Coroner Orders Full Inquest
At Stockport coroner’s court, Chris Morris, area coroner for Greater Manchester South, confirmed that a full inquest would now take place after a brain expert reviewed Stiles’s medical records.
Morris said Stiles’s death had been contributed to by high-stage CTE, alongside what was described as “stage three limbic predominant age related TDP-43” and small vessel cerebrovascular disease. Crucially, he highlighted the presence of a traumatic injury in the cause of death.
“On the basis of that cause of death, particularly the inclusion of a traumatic injury included in the cause of death, I'm satisfied an inquest is required into the sad death of Mr Stiles,” he told the court.
The coroner also revealed that Stiles’s death had not originally been reported to his office when the former player died four years ago.
“For reasons not entirely clear to me,” Morris said, the case only came to the coroner’s attention after information was provided by Stiles’s family, prompting the current investigation. A full inquest hearing is scheduled for Wednesday at the same court.
From World Champion to Test Case
Norbert “Nobby” Stiles was born in Manchester in 1942 and came to embody the hard edge of English football in the 1960s. A ferocious, uncompromising defensive midfielder, he won 28 caps for England and played nearly 400 games for Manchester United, anchoring both Sir Alf Ramsey’s World Cup winners and Sir Matt Busby’s European champions.
His combative style, his willingness to put his head where others would not put their boots, turned him into a hero. It may also, his family believe, have played a devastating role in his decline.
Since his death, Stiles’s relatives have been among the most vocal in calling for football’s authorities to confront the long-term consequences of repeated head impacts, particularly heading the ball in training and matches. They argue that the sport has been too slow, too reluctant, to protect those who built the modern game.
Families Take the Fight to Football’s Authorities
John Stiles, Nobby’s son, now leads Football Families for Justice (FFJ), a group pressing for stronger support for former players living with neurodegenerative disease and for accountability from those who run the game.
He is one of dozens of former players and family members involved in legal action against the Football Association, the Football Association of Wales and the English Football League. The claimants argue that the governing bodies were “negligent and in breach of their duty of care” to the players.
Lawyers for the families say football’s leaders knew, or should have known, that repeated heading and concussive blows carried a serious risk of brain injury, and that those risks had been flagged for decades. The allegation is stark: that the game’s institutions ignored or downplayed dangers while generations of professionals put their bodies – and their futures – on the line.
The governing bodies reject that characterisation. In March, lawyers for The Football Association told the High Court that it has “not been established by science” that heading a ball or “occasional” concussion can lead to permanent brain damage. The legal and medical arguments remain fiercely contested, but the human stories behind them keep piling up.
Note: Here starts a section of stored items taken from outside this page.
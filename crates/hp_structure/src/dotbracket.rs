use std::fmt;
use std::ops::Deref;
use std::ops::DerefMut;
use std::convert::TryFrom;

use crate::StructureError;

#[derive(Debug, Clone, Copy, PartialEq, Eq, Hash)]
pub enum DotBracket {
    Unpaired, // '.'
    Open,     // '('
    Close,    // ')'
}

impl TryFrom<char> for DotBracket {
    type Error = StructureError;

    fn try_from(c: char) -> Result<Self, Self::Error> {
        match c {
            '.' => Ok(DotBracket::Unpaired),
            '(' => Ok(DotBracket::Open),
            ')' => Ok(DotBracket::Close),
            _ => Err(StructureError::InvalidToken(format!("character '{}'", c), "dot-bracket".into(), 0)),
        }
    }
}

impl From<DotBracket> for char {
    fn from(db: DotBracket) -> Self {
        match db {
            DotBracket::Open => '(',
            DotBracket::Close => ')',
            DotBracket::Unpaired => '.',
        }
    }
}

/// A secondary structure in dot-bracket notation, one symbol per nucleotide.
#[derive(Debug, Clone, PartialEq, Eq, Hash)]
pub struct DotBracketVec(pub Vec<DotBracket>);

impl Deref for DotBracketVec {
    type Target = [DotBracket];
    fn deref(&self) -> &Self::Target {
        &self.0
    }
}

impl DerefMut for DotBracketVec {
    fn deref_mut(&mut self) -> &mut Self::Target {
        &mut self.0
    }
}

impl DotBracketVec {
    /// The open chain: `len` unpaired positions.
    pub fn unpaired(len: usize) -> Self {
        DotBracketVec(vec![DotBracket::Unpaired; len])
    }

    /// Scanning left to right, the number of open brackets never drops
    /// below zero and ends at zero.
    pub fn is_balanced(&self) -> bool {
        let mut depth: usize = 0;
        for db in self.iter() {
            match db {
                DotBracket::Open => depth += 1,
                DotBracket::Close => {
                    if depth == 0 {
                        return false;
                    }
                    depth -= 1;
                }
                DotBracket::Unpaired => (),
            }
        }
        depth == 0
    }

    pub fn pair_count(&self) -> usize {
        self.iter().filter(|&&db| db == DotBracket::Open).count()
    }
}

impl TryFrom<&str> for DotBracketVec {
    type Error = StructureError;

    fn try_from(s: &str) -> Result<Self, Self::Error> {
        let mut vec = Vec::with_capacity(s.len());
        for (i, c) in s.chars().enumerate() {
            match DotBracket::try_from(c) {
                Ok(db) => vec.push(db),
                Err(StructureError::InvalidToken(tok, src, _)) => {
                    return Err(StructureError::InvalidToken(tok, src, i));
                }
                Err(e) => return Err(e),
            }
        }
        Ok(DotBracketVec(vec))
    }
}

impl fmt::Display for DotBracketVec {
    fn fmt(&self, f: &mut fmt::Formatter<'_>) -> fmt::Result {
        for db in &self.0 {
            write!(f, "{}", char::from(*db))?;
        }
        Ok(())
    }
}
//! Thrift request routing for a layer-7 proxy.
//!
//! This module provides the streaming router filter that forwards Thrift
//! RPC calls from downstream clients to upstream clusters, plus a minimal
//! method-name route table to resolve messages to clusters.
//!
//! # Submodules
//!
//! - [`router`]: the streaming decoder filter bridging downstream events to
//!   an upstream connection.
//! - [`route`]: method-name route table implementing the core route traits.
//!
//! # Key Components
//!
//! - [`Router`](router::Router): the decoder filter. Resolves a route and a
//!   cluster per message, checks a connection out of the cluster's pool,
//!   re-encodes the message with the upstream-negotiated codecs, and feeds
//!   the response back to the downstream decoder.
//! - [`RouterFilterFactory`](router::RouterFilterFactory): `service_async`
//!   factory producing router instances for the filter chain.
//! - [`RouteMatcher`](route::RouteMatcher): compiled method-name route
//!   table.

pub mod route;
pub mod router;

pub use route::{RouteConfig, RouteMatcher, RouteMatcherFactory};
pub use router::{Router, RouterFilterFactory};
//! Upstream side of an in-flight routed request.
//!
//! [`UpstreamRequest`] owns everything tied to one upstream interaction:
//! the buffered message metadata, the encoder transport/protocol instances,
//! the encoder buffer, and a tagged state holding whatever resource is
//! currently alive (a pending pool acquisition, an upgrade handshake, or
//! the checked-out connection). Keeping the connection inside the state
//! variants means release and close each consume it, so neither can happen
//! twice.

use std::mem;

use bytes::BytesMut;
use thriftgate_core::{
    connection::ConnectionCloseType,
    filter::{DecoderFilterCallbacks, UpstreamResponseStatus},
    thrift::{
        protocol::{Protocol, ThriftObject},
        transport::Transport,
        MessageMetadata,
    },
    upstream::{CancelHandle, ConnectionData},
};

/// When the upstream connection goes back to the pool.
///
/// Chosen once at `message_begin` from the message type, so the release
/// point is decided in exactly one place.
#[derive(Debug, Clone, Copy, PartialEq, Eq)]
pub(crate) enum ReleaseAt {
    /// Right after the request frame is written (one-way messages).
    AfterWrite,
    /// After a complete reply has been parsed (two-way calls).
    AfterResponse,
}

pub(crate) enum UpstreamState {
    /// Route and cluster resolved, no pool interaction yet.
    Idle,
    PoolPending {
        cancel: Box<dyn CancelHandle>,
    },
    Upgrading {
        conn: Box<dyn ConnectionData>,
        parser: Box<dyn ThriftObject>,
    },
    Connected {
        conn: Box<dyn ConnectionData>,
    },
    AwaitingResponse {
        conn: Box<dyn ConnectionData>,
        response: ResponseCoordinator,
    },
    Released,
    Closed,
}

pub(crate) struct UpstreamRequest {
    pub cluster: String,
    pub metadata: MessageMetadata,
    pub transport: Box<dyn Transport>,
    pub protocol: Box<dyn Protocol>,
    /// Encoder buffer; flushed to the socket once per message.
    pub buffer: BytesMut,
    pub state: UpstreamState,
    pub release_at: ReleaseAt,
}

impl UpstreamRequest {
    pub fn new(
        cluster: String,
        metadata: MessageMetadata,
        transport: Box<dyn Transport>,
        protocol: Box<dyn Protocol>,
        release_at: ReleaseAt,
    ) -> Self {
        UpstreamRequest {
            cluster,
            metadata,
            transport,
            protocol,
            buffer: BytesMut::new(),
            state: UpstreamState::Idle,
            release_at,
        }
    }

    pub fn holds_connection(&self) -> bool {
        matches!(
            self.state,
            UpstreamState::Upgrading { .. }
                | UpstreamState::Connected { .. }
                | UpstreamState::AwaitingResponse { .. }
        )
    }

    pub fn write_message_begin(&mut self) {
        self.protocol.write_message_begin(&mut self.buffer, &self.metadata);
    }

    /// Finishes the encoded message, wraps it in a transport frame and
    /// writes the frame to the upstream connection.
    pub fn send_request_frame(&mut self) {
        self.protocol.write_message_end(&mut self.buffer);
        let message = mem::take(&mut self.buffer);
        let mut frame = BytesMut::with_capacity(message.len());
        self.transport.encode_frame(&mut frame, &self.metadata, message);
        if let UpstreamState::Connected { conn } = &mut self.state {
            conn.connection().write(frame.freeze(), false);
        }
    }

    /// Switches a connected request to response ownership.
    pub fn begin_response(&mut self) {
        self.state = match mem::replace(&mut self.state, UpstreamState::Idle) {
            UpstreamState::Connected { conn } => UpstreamState::AwaitingResponse {
                conn,
                response: ResponseCoordinator::new(),
            },
            other => other,
        };
    }

    /// Returns the held connection to the pool.
    pub fn release_connection(&mut self) {
        self.state = match mem::replace(&mut self.state, UpstreamState::Released) {
            UpstreamState::Connected { conn }
            | UpstreamState::AwaitingResponse { conn, .. } => {
                conn.release();
                UpstreamState::Released
            }
            other => other,
        };
    }

    /// Closes the held connection without returning it to the pool.
    pub fn close_connection(&mut self) {
        self.state = match mem::replace(&mut self.state, UpstreamState::Closed) {
            UpstreamState::Upgrading { mut conn, .. }
            | UpstreamState::Connected { mut conn }
            | UpstreamState::AwaitingResponse { mut conn, .. } => {
                conn.connection().close(ConnectionCloseType::NoFlush);
                UpstreamState::Closed
            }
            other => other,
        };
    }

    /// Destroy-time teardown: cancels a pending acquisition, closes a held
    /// connection without flush. Nothing is ever released here; a tenant
    /// torn down mid-request cannot vouch for the connection.
    pub fn teardown(&mut self) {
        self.state = match mem::replace(&mut self.state, UpstreamState::Closed) {
            UpstreamState::PoolPending { cancel } => {
                cancel.cancel();
                UpstreamState::Closed
            }
            UpstreamState::Upgrading { mut conn, .. }
            | UpstreamState::Connected { mut conn }
            | UpstreamState::AwaitingResponse { mut conn, .. } => {
                conn.connection().close(ConnectionCloseType::NoFlush);
                UpstreamState::Closed
            }
            other => other,
        };
    }
}

/// What an upstream data event did to the in-flight response.
pub(crate) enum ResponseOutcome {
    Incomplete,
    Complete,
    /// End of stream arrived before a full reply was parsed. Partial
    /// response bytes may already have reached the client, so the only safe
    /// signal is dropping the downstream connection.
    Truncated,
    /// The downstream chain forced a reset mid-response.
    Reset,
}

/// Feeds upstream bytes into the downstream response decoder until a
/// complete reply has been parsed.
pub(crate) struct ResponseCoordinator {
    started: bool,
}

impl ResponseCoordinator {
    pub fn new() -> Self {
        ResponseCoordinator { started: false }
    }

    pub fn on_data<CX: DecoderFilterCallbacks>(
        &mut self,
        cx: &mut CX,
        transport: &dyn Transport,
        protocol: &dyn Protocol,
        buffer: &mut BytesMut,
        end_stream: bool,
    ) -> ResponseOutcome {
        if !self.started {
            cx.start_upstream_response(transport, protocol);
            self.started = true;
        }
        match cx.upstream_data(buffer) {
            UpstreamResponseStatus::Complete => ResponseOutcome::Complete,
            UpstreamResponseStatus::Reset => ResponseOutcome::Reset,
            UpstreamResponseStatus::MoreData if end_stream => ResponseOutcome::Truncated,
            UpstreamResponseStatus::MoreData => ResponseOutcome::Incomplete,
        }
    }
}
use upstream::{ReleaseAt, ResponseOutcome, UpstreamRequest, UpstreamState};

/// Streaming Thrift router filter.
///
/// One instance handles one downstream message; the factory creates a fresh
/// router per message. The per-stream filter context `CX` is passed into
/// every event by the dispatch loop.
pub struct Router<CM, F> {
    cluster_manager: CM,
    codecs: F,
    route: Option<Rc<dyn Route>>,
    upstream: Option<UpstreamRequest>,
    local_reply_sent: bool,
}

impl<CM, F> Router<CM, F>
where
    CM: ClusterManager,
    F: CodecFactory,
{
    pub fn new(cluster_manager: CM, codecs: F) -> Self {
        Router {
            cluster_manager,
            codecs,
            route: None,
            upstream: None,
            local_reply_sent: false,
        }
    }

    /// Route resolved for the in-flight message. Pinned at `message_begin`
    /// so later table swaps do not affect this request.
    pub fn route(&self) -> Option<&Rc<dyn Route>> {
        self.route.as_ref()
    }

    fn send_local_reply<CX: DecoderFilterCallbacks>(&mut self, cx: &mut CX, reply: AppException) {
        // one local reply per router lifetime; later failures are moot
        if self.local_reply_sent {
            return;
        }
        self.local_reply_sent = true;
        cx.send_local_reply(reply, true);
    }

    /// Routes a failure to the downstream side. One-way messages have no
    /// reply channel, so their only failure signal is dropping the
    /// downstream connection; two-way calls get the exception as a local
    /// reply.
    fn send_failure<CX: DecoderFilterCallbacks>(
        &mut self,
        cx: &mut CX,
        message_type: MessageType,
        reply: AppException,
    ) {
        if message_type == MessageType::Oneway {
            cx.reset_downstream_connection();
        } else {
            self.send_local_reply(cx, reply);
        }
    }

    fn send_connection_failure<CX: DecoderFilterCallbacks>(
        &mut self,
        cx: &mut CX,
        message_type: MessageType,
    ) {
        self.send_failure(
            cx,
            message_type,
            AppException::new(AppExceptionType::InternalError, "connection failure"),
        );
    }

    /// Brings a pool-returned connection into service: runs the upgrade
    /// check, then either parks the request behind the handshake or emits
    /// the buffered `write_message_begin`. `resume` is set on the
    /// asynchronous path, where the decoder was suspended and needs an
    /// explicit kick.
    fn start_upstream<CX: DecoderFilterCallbacks>(
        &mut self,
        cx: &mut CX,
        mut conn: Box<dyn ConnectionData>,
        resume: bool,
    ) -> FilterStatus {
        let up = match self.upstream.as_mut() {
            Some(up) => up,
            None => {
                conn.connection().close(ConnectionCloseType::NoFlush);
                return FilterStatus::Continue;
            }
        };

        if up.protocol.supports_upgrade() {
            let parser = up.protocol.attempt_upgrade(
                up.transport.as_mut(),
                conn.connection_state(),
                &mut up.buffer,
            );
            if let Some(parser) = parser {
                debug!(cluster = %up.cluster, "starting upstream protocol upgrade");
                let request = up.buffer.split().freeze();
                conn.connection().write(request, false);
                up.state = UpstreamState::Upgrading { conn, parser };
                return FilterStatus::StopIteration;
            }
            trace!("upgrade already settled on this connection");
        }

        up.write_message_begin();
        up.state = UpstreamState::Connected { conn };
        if resume {
            cx.continue_decoding();
        }
        FilterStatus::Continue
    }
}

impl<CM, F> DecoderFilterBase for Router<CM, F>
where
    CM: ClusterManager,
    F: CodecFactory,
{
    fn on_destroy(&mut self) {
        if let Some(mut up) = self.upstream.take() {
            trace!(cluster = %up.cluster, "destroying router with request in flight");
            up.teardown();
        }
        self.route = None;
    }

    fn reset_upstream_connection(&mut self) {
        if let Some(up) = self.upstream.as_mut() {
            up.close_connection();
        }
    }
}
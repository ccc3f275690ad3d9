//! Minimal network-connection surface shared by the downstream and upstream
//! sides of a filter.
//!
//! The router never performs I/O itself: writes are buffered by the owning
//! connection and failures surface later as [`ConnectionEvent`]s, so `write`
//! is infallible at this seam.

use bytes::Bytes;

/// How a connection should be closed.
#[derive(Debug, Clone, Copy, PartialEq, Eq, Hash)]
pub enum ConnectionCloseType {
    /// Close immediately, discarding any pending write data.
    NoFlush,
    /// Flush pending write data before closing.
    FlushWrite,
}

/// Connection lifecycle events delivered to the read-side owner.
#[derive(Debug, Clone, Copy, PartialEq, Eq, Hash)]
pub enum ConnectionEvent {
    Connected,
    RemoteClose,
    LocalClose,
}

/// A raw L4 connection.
pub trait Connection {
    /// Queues `data` for delivery to the peer.
    fn write(&mut self, data: Bytes, end_stream: bool);

    /// Closes the connection.
    fn close(&mut self, close_type: ConnectionCloseType);
}
pub type AnyError = anyhow::Error;

pub mod thrift;
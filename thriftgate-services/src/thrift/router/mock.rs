//! Mock collaborators for the router tests.
//!
//! The encoder mocks record every call into a shared, ordered op log so
//! tests can assert the exact write sequence, including where socket writes
//! land relative to encoder calls.

use std::{
    cell::{Cell, RefCell},
    collections::{HashMap, VecDeque},
    rc::Rc,
};

use bytes::{Bytes, BytesMut};
use thriftgate_core::{
    connection::{Connection, ConnectionCloseType},
    filter::{DecoderFilterCallbacks, UpstreamResponseStatus},
    route::{Route, RouteEntry},
    thrift::{
        protocol::{CodecFactory, Protocol, ProtocolType, ThriftObject},
        transport::{Transport, TransportType},
        AppException, FieldType, MessageMetadata,
    },
    upstream::{
        CancelHandle, ClusterManager, ClusterSnapshot, ConnectionData, ConnectionPool,
        ConnectionStateSlot, LoadBalancerContext, PoolRequest,
    },
};

pub(crate) type OpLog = Rc<RefCell<Vec<String>>>;

fn log_op(log: &OpLog, op: impl Into<String>) {
    log.borrow_mut().push(op.into());
}

// ---------------------------------------------------------------- routes

struct MockRouteEntry {
    cluster: String,
}

impl RouteEntry for MockRouteEntry {
    fn cluster_name(&self) -> &str {
        &self.cluster
    }
}

struct MockRoute {
    entry: Option<MockRouteEntry>,
}

impl Route for MockRoute {
    fn route_entry(&self) -> Option<&dyn RouteEntry> {
        self.entry.as_ref().map(|e| e as &dyn RouteEntry)
    }
}

pub(crate) fn route_to(cluster: &str) -> Rc<dyn Route> {
    Rc::new(MockRoute {
        entry: Some(MockRouteEntry {
            cluster: cluster.to_string(),
        }),
    })
}

pub(crate) fn route_without_entry() -> Rc<dyn Route> {
    Rc::new(MockRoute { entry: None })
}

// ----------------------------------------------------------- connections

#[derive(Clone, Default)]
pub(crate) struct MockConnection {
    log: OpLog,
    writes: Rc<RefCell<Vec<(Bytes, bool)>>>,
    closes: Rc<RefCell<Vec<ConnectionCloseType>>>,
}

impl Connection for MockConnection {
    fn write(&mut self, data: Bytes, end_stream: bool) {
        log_op(&self.log, format!("connWrite(end_stream={end_stream})"));
        self.writes.borrow_mut().push((data, end_stream));
    }

    fn close(&mut self, close_type: ConnectionCloseType) {
        log_op(&self.log, format!("connClose({close_type:?})"));
        self.closes.borrow_mut().push(close_type);
    }
}

/// Test-side view of a connection handed to the router.
pub(crate) struct ConnProbe {
    pub released: Rc<Cell<bool>>,
    pub writes: Rc<RefCell<Vec<(Bytes, bool)>>>,
    pub closes: Rc<RefCell<Vec<ConnectionCloseType>>>,
}

pub(crate) struct MockConnectionData {
    conn: MockConnection,
    state: ConnectionStateSlot,
    released: Rc<Cell<bool>>,
}

impl MockConnectionData {
    pub fn new(log: &OpLog) -> (Box<Self>, ConnProbe) {
        Self::with_state(log, ConnectionStateSlot::default())
    }

    pub fn with_state(log: &OpLog, state: ConnectionStateSlot) -> (Box<Self>, ConnProbe) {
        let conn = MockConnection {
            log: log.clone(),
            ..Default::default()
        };
        let released = Rc::new(Cell::new(false));
        let probe = ConnProbe {
            released: released.clone(),
            writes: conn.writes.clone(),
            closes: conn.closes.clone(),
        };
        (
            Box::new(MockConnectionData {
                conn,
                state,
                released,
            }),
            probe,
        )
    }
}

impl ConnectionData for MockConnectionData {
    fn connection(&mut self) -> &mut dyn Connection {
        &mut self.conn
    }

    fn connection_state(&mut self) -> &mut ConnectionStateSlot {
        &mut self.state
    }

    fn release(self: Box<Self>) {
        self.released.set(true);
    }
}

// ------------------------------------------------------------------ pool

pub(crate) struct MockCancelHandle {
    cancelled: Rc<Cell<bool>>,
}

impl MockCancelHandle {
    pub fn new() -> (Box<Self>, Rc<Cell<bool>>) {
        let cancelled = Rc::new(Cell::new(false));
        (
            Box::new(MockCancelHandle {
                cancelled: cancelled.clone(),
            }),
            cancelled,
        )
    }
}

impl CancelHandle for MockCancelHandle {
    fn cancel(self: Box<Self>) {
        self.cancelled.set(true);
    }
}

#[derive(Default)]
pub(crate) struct MockPool {
    next: Option<PoolRequest>,
}

impl ConnectionPool for MockPool {
    fn new_connection(&mut self) -> PoolRequest {
        self.next.take().expect("pool request not scripted")
    }
}

pub(crate) struct MockClusterManager {
    pub clusters: HashMap<String, ClusterSnapshot>,
    pub pool: MockPool,
    pub healthy: bool,
    pub saw_downstream_connection: Rc<Cell<bool>>,
}

impl MockClusterManager {
    pub fn with_cluster(name: &str) -> Self {
        let mut clusters = HashMap::new();
        clusters.insert(name.to_string(), ClusterSnapshot::new(name));
        MockClusterManager {
            clusters,
            pool: MockPool::default(),
            healthy: true,
            saw_downstream_connection: Rc::new(Cell::new(false)),
        }
    }

    pub fn script(&mut self, request: PoolRequest) {
        self.pool.next = Some(request);
    }
}

impl ClusterManager for MockClusterManager {
    fn get(&self, name: &str) -> Option<ClusterSnapshot> {
        self.clusters.get(name).cloned()
    }

    fn tcp_conn_pool(
        &mut self,
        name: &str,
        context: &mut dyn LoadBalancerContext,
    ) -> Option<&mut dyn ConnectionPool> {
        self.saw_downstream_connection
            .set(context.downstream_connection().is_some());
        if !self.healthy || !self.clusters.contains_key(name) {
            return None;
        }
        Some(&mut self.pool)
    }
}

// ---------------------------------------------------------------- codecs

pub(crate) struct MockTransport {
    log: OpLog,
    transport_type: TransportType,
}

impl Transport for MockTransport {
    fn name(&self) -> &'static str {
        "mock"
    }

    fn transport_type(&self) -> TransportType {
        self.transport_type
    }

    fn encode_frame(&mut self, buffer: &mut BytesMut, metadata: &MessageMetadata, message: BytesMut) {
        log_op(&self.log, format!("encodeFrame({})", metadata.method_name));
        buffer.extend_from_slice(b"frame:");
        buffer.extend_from_slice(&message);
    }
}

/// Sticky per-connection upgrade memo, as a real upgrade-capable protocol
/// would persist it.
pub(crate) struct UpgradeMemo {
    pub upgraded: bool,
}

pub(crate) struct MockUpgradeParser {
    remaining: usize,
}

impl ThriftObject for MockUpgradeParser {
    fn on_data(&mut self, buffer: &mut BytesMut) -> bool {
        buffer.clear();
        self.remaining = self.remaining.saturating_sub(1);
        self.remaining == 0
    }
}

pub(crate) struct MockProtocol {
    log: OpLog,
    protocol_type: ProtocolType,
    upgradeable: bool,
    upgrade_feeds: usize,
}

impl MockProtocol {
    fn op(&mut self, buffer: &mut BytesMut, op: String) {
        buffer.extend_from_slice(op.as_bytes());
        buffer.extend_from_slice(b";");
        log_op(&self.log, op);
    }
}

impl Protocol for MockProtocol {
    fn name(&self) -> &'static str {
        "mock"
    }

    fn protocol_type(&self) -> ProtocolType {
        self.protocol_type
    }

    fn write_message_begin(&mut self, buffer: &mut BytesMut, metadata: &MessageMetadata) {
        self.op(
            buffer,
            format!(
                "writeMessageBegin({}, {:?}, {})",
                metadata.method_name, metadata.message_type, metadata.sequence_id
            ),
        );
    }

    fn write_message_end(&mut self, buffer: &mut BytesMut) {
        self.op(buffer, "writeMessageEnd".to_string());
    }

    fn write_struct_begin(&mut self, buffer: &mut BytesMut, name: &str) {
        self.op(buffer, format!("writeStructBegin({name})"));
    }

    fn write_struct_end(&mut self, buffer: &mut BytesMut) {
        self.op(buffer, "writeStructEnd".to_string());
    }

    fn write_field_begin(
        &mut self,
        buffer: &mut BytesMut,
        name: &str,
        field_type: FieldType,
        field_id: i16,
    ) {
        self.op(buffer, format!("writeFieldBegin({name}, {field_type:?}, {field_id})"));
    }

    fn write_field_end(&mut self, buffer: &mut BytesMut) {
        self.op(buffer, "writeFieldEnd".to_string());
    }

    fn write_map_begin(
        &mut self,
        buffer: &mut BytesMut,
        key_type: FieldType,
        value_type: FieldType,
        size: u32,
    ) {
        self.op(buffer, format!("writeMapBegin({key_type:?}, {value_type:?}, {size})"));
    }

    fn write_map_end(&mut self, buffer: &mut BytesMut) {
        self.op(buffer, "writeMapEnd".to_string());
    }

    fn write_list_begin(&mut self, buffer: &mut BytesMut, elem_type: FieldType, size: u32) {
        self.op(buffer, format!("writeListBegin({elem_type:?}, {size})"));
    }

    fn write_list_end(&mut self, buffer: &mut BytesMut) {
        self.op(buffer, "writeListEnd".to_string());
    }

    fn write_set_begin(&mut self, buffer: &mut BytesMut, elem_type: FieldType, size: u32) {
        self.op(buffer, format!("writeSetBegin({elem_type:?}, {size})"));
    }

    fn write_set_end(&mut self, buffer: &mut BytesMut) {
        self.op(buffer, "writeSetEnd".to_string());
    }

    fn write_bool(&mut self, buffer: &mut BytesMut, value: bool) {
        self.op(buffer, format!("writeBool({value})"));
    }

    fn write_byte(&mut self, buffer: &mut BytesMut, value: i8) {
        self.op(buffer, format!("writeByte({value})"));
    }

    fn write_i16(&mut self, buffer: &mut BytesMut, value: i16) {
        self.op(buffer, format!("writeInt16({value})"));
    }

    fn write_i32(&mut self, buffer: &mut BytesMut, value: i32) {
        self.op(buffer, format!("writeInt32({value})"));
    }

    fn write_i64(&mut self, buffer: &mut BytesMut, value: i64) {
        self.op(buffer, format!("writeInt64({value})"));
    }

    fn write_double(&mut self, buffer: &mut BytesMut, value: f64) {
        self.op(buffer, format!("writeDouble({value})"));
    }

    fn write_string(&mut self, buffer: &mut BytesMut, value: &str) {
        self.op(buffer, format!("writeString({value})"));
    }

    fn supports_upgrade(&self) -> bool {
        self.upgradeable
    }

    fn attempt_upgrade(
        &mut self,
        _transport: &mut dyn Transport,
        conn_state: &mut ConnectionStateSlot,
        buffer: &mut BytesMut,
    ) -> Option<Box<dyn ThriftObject>> {
        if conn_state
            .get::<UpgradeMemo>()
            .is_some_and(|memo| memo.upgraded)
        {
            log_op(&self.log, "attemptUpgrade(skip)");
            return None;
        }
        log_op(&self.log, "attemptUpgrade");
        buffer.extend_from_slice(b"upgrade request");
        Some(Box::new(MockUpgradeParser {
            remaining: self.upgrade_feeds,
        }))
    }

    fn complete_upgrade(
        &mut self,
        conn_state: &mut ConnectionStateSlot,
        _response: Box<dyn ThriftObject>,
    ) {
        log_op(&self.log, "completeUpgrade");
        conn_state.set(UpgradeMemo { upgraded: true });
    }
}

#[derive(Clone)]
pub(crate) struct MockCodecs {
    pub log: OpLog,
    pub upgradeable: bool,
    pub upgrade_feeds: usize,
    pub created_transports: Rc<RefCell<Vec<TransportType>>>,
    pub created_protocols: Rc<RefCell<Vec<ProtocolType>>>,
}

impl MockCodecs {
    pub fn new(log: &OpLog) -> Self {
        MockCodecs {
            log: log.clone(),
            upgradeable: false,
            upgrade_feeds: 1,
            created_transports: Rc::default(),
            created_protocols: Rc::default(),
        }
    }

    pub fn upgradeable(log: &OpLog) -> Self {
        let mut codecs = Self::new(log);
        codecs.upgradeable = true;
        codecs
    }
}

impl CodecFactory for MockCodecs {
    fn create_transport(&self, transport_type: TransportType) -> Box<dyn Transport> {
        self.created_transports.borrow_mut().push(transport_type);
        Box::new(MockTransport {
            log: self.log.clone(),
            transport_type,
        })
    }

    fn create_protocol(&self, protocol_type: ProtocolType) -> Box<dyn Protocol> {
        self.created_protocols.borrow_mut().push(protocol_type);
        Box::new(MockProtocol {
            log: self.log.clone(),
            protocol_type,
            upgradeable: self.upgradeable,
            upgrade_feeds: self.upgrade_feeds,
        })
    }
}

// --------------------------------------------------------------- context

pub(crate) struct MockContext {
    pub route: Option<Rc<dyn Route>>,
    pub downstream_transport: TransportType,
    pub downstream_protocol: ProtocolType,
    pub downstream_conn: MockConnection,
    pub local_replies: Vec<AppException>,
    pub reset_downstream: usize,
    pub continue_decoding: usize,
    pub response_started: Vec<(TransportType, ProtocolType)>,
    pub upstream_data_results: VecDeque<UpstreamResponseStatus>,
    pub upstream_data_calls: usize,
}

impl MockContext {
    pub fn new() -> Self {
        MockContext {
            route: None,
            downstream_transport: TransportType::Framed,
            downstream_protocol: ProtocolType::Binary,
            downstream_conn: MockConnection::default(),
            local_replies: Vec::new(),
            reset_downstream: 0,
            continue_decoding: 0,
            response_started: Vec::new(),
            upstream_data_results: VecDeque::new(),
            upstream_data_calls: 0,
        }
    }

    pub fn with_route(cluster: &str) -> Self {
        let mut cx = Self::new();
        cx.route = Some(route_to(cluster));
        cx
    }
}

impl DecoderFilterCallbacks for MockContext {
    fn downstream_connection(&mut self) -> &mut dyn Connection {
        &mut self.downstream_conn
    }

    fn route(&self) -> Option<Rc<dyn Route>> {
        self.route.clone()
    }

    fn downstream_transport_type(&self) -> TransportType {
        self.downstream_transport
    }

    fn downstream_protocol_type(&self) -> ProtocolType {
        self.downstream_protocol
    }

    fn send_local_reply(&mut self, reply: AppException, _end_stream: bool) {
        self.local_replies.push(reply);
    }

    fn start_upstream_response(&mut self, transport: &dyn Transport, protocol: &dyn Protocol) {
        self.response_started
            .push((transport.transport_type(), protocol.protocol_type()));
    }

    fn upstream_data(&mut self, _buffer: &mut BytesMut) -> UpstreamResponseStatus {
        self.upstream_data_calls += 1;
        self.upstream_data_results
            .pop_front()
            .unwrap_or(UpstreamResponseStatus::MoreData)
    }

    fn reset_downstream_connection(&mut self) {
        self.reset_downstream += 1;
    }

    fn continue_decoding(&mut self) {
        self.continue_decoding += 1;
    }
}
A Pattern That’s Hard to Ignore
Stiles’s case does not stand alone. In January, an inquest into the death of Gordon McQueen, the former Scotland, Manchester United and Leeds United defender, concluded that heading the ball was “likely” to have contributed to a brain injury that played a part in his death at 70.
Each ruling adds another layer of pressure. Each inquest draws a clearer line between the way the game was played and the price some of its most loyal servants are now paying.
For years, heading was a badge of courage, a basic requirement for centre-halves and midfield enforcers alike. Balls were heavier, training was relentless, and nobody spoke of brain scans or rest protocols. Players like Stiles were celebrated for their bravery, not warned about the possible cost.
Now the sport is being forced to look back, and to answer questions that grow more uncomfortable with every inquest.
On Wednesday, when the court in Stockport hears the full details of Nobby Stiles’s final years, the conversation around football and brain injury will move another step forward. The game can no longer pretend it does not know the stakes.